Roger Wilco was developed by a US startup company called Resounding Technology. Three of the company's four founders were roommates when they were undergraduate students at Princeton University: Adam Frankl, Tony Lovell, and Henri de Marcellus.[2]: 14 David Lewis, who led marketing and business development, was based in Silicon Valley and was responsible for growing the Roger Wilco community and managed partnerships with video game publishers who bundled Roger Wilco with their games. Plantronics, PNY, and other game peripheral manufacturers also bundled Roger Wilco with their products.
The company began publishing pre-release versions of the software in the autumn of 1998;[2]: 16 the first general availability release, Roger Wilco Mark I, followed in May 1999.[3] The company distributed both the client and server as freeware. The server software, Roger Wilco Base Station, was developed for Linux, FreeBSD, Windows 9x, and Windows NT.[3] Development of a client for Mac OS never progressed beyond the alpha phase.[4]

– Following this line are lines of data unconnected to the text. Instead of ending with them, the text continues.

//! Data types of the response-time artifact.

use serde::{Deserialize, Serialize};

use crate::period::Period;

/// Monthly response-time statistics, in minutes.
///
/// Fields that a source cannot provide are `null` rather than absent, so the
/// dashboard always sees the same keys.
#[derive(Debug, Clone, PartialEq, Serialize, Deserialize)]
pub struct MonthlyResponse {
    pub month: Period,
    pub median_response: f64,
    pub mean_response: f64,
    pub p90_response: f64,
    pub call_count: u64,
    /// Median of creation → arrival.
    pub median_total: Option<f64>,
    pub emergency_median: Option<f64>,
    pub emergency_mean: Option<f64>,
    pub emergency_p90: Option<f64>,
    pub non_emergency_median: Option<f64>,
    pub non_emergency_mean: Option<f64>,
    pub non_emergency_p90: Option<f64>,
}

#[derive(Debug, Clone, PartialEq, Serialize, Deserialize)]
pub struct DistrictResponse {
    pub district: i64,
    pub median_response: f64,
    pub call_count: u64,
}

#[derive(Debug, Clone, PartialEq, Serialize, Deserialize)]
pub struct TypeResponse {
    #[serde(rename = "type")]
    pub call_type: String,
    pub median_response: f64,
    pub call_count: u64,
}

#[derive(Debug, Clone, PartialEq, Serialize, Deserialize)]
pub struct PriorityResponse {
    pub priority: String,
    pub median_response: f64,
    pub call_count: u64,
}

#[derive(Debug, Clone, PartialEq, Eq, Serialize, Deserialize)]
pub struct BucketCount {
    pub bucket: String,
    pub count: u64,
}

#[derive(Debug, Clone, Default, PartialEq, Serialize, Deserialize)]
#[serde(rename_all = "camelCase")]
pub struct ResponseSummary {
    pub total_calls: u64,
    pub overall_median: f64,
    pub emergency_median: f64,
    /// `YYYY-MM` of the newest month, or empty when there is none.
    pub latest_month: String,
    pub latest_median: f64,
}

/// The complete `response-times.json` artifact.
#[derive(Debug, Clone, Default, PartialEq, Serialize, Deserialize)]
#[serde(rename_all = "camelCase")]
pub struct ResponseTimes {
    pub monthly: Vec<MonthlyResponse>,
    pub by_district: Vec<DistrictResponse>,
    pub by_type: Vec<TypeResponse>,
    pub distribution: Vec<BucketCount>,
    pub by_priority: Vec<PriorityResponse>,
    pub summary: ResponseSummary,
}

impl ResponseTimes {
    /// Empty collections and a zeroed summary, written when aggregation
    /// fails so the dashboard still finds a file to import.
    pub fn placeholder() -> Self {
        Self::default()
    }
}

David Lewis demonstrated the product's server-less voice capabilities to Mpath Interactive, a startup company in Silicon Valley, who went on to acquire Resounding Technology based on their proprietary peer-to-peer voice technology. The company IPO'd soon after and renamed it to HearMe, Inc.[5]
In December 2000, GameSpy bought the Roger Wilco intellectual property.[6] In early 2001, they integrated an updated version of the client software into their game server browser, GameSpy Arcade.[citation needed] Players could use the Roger Wilco software if they bought a subscription to GameSpy's Game Tools suite.[7] David Lewis licensed SDK versions of the voice technology to virtually every major game publisher including Activision, EA, Microsoft, Ubisoft, and others. The licensing arrangement with Microsoft enabled the use of the Voice SDK for Microsoft's Xbox and required that all multi-player Xbox game developers included in-game voice chat capabilities. Today, virtually every leading online multiplayer game includes voicechat due to the pioneering efforts by the Resounding team.
GameSpy published the final version of the Roger Wilco client for Windows on July 8, 2003.[7] That year, a vice president of consumer products at GameSpy Industries told The Boston Globe that Roger Wilco had about 5 million users.[1]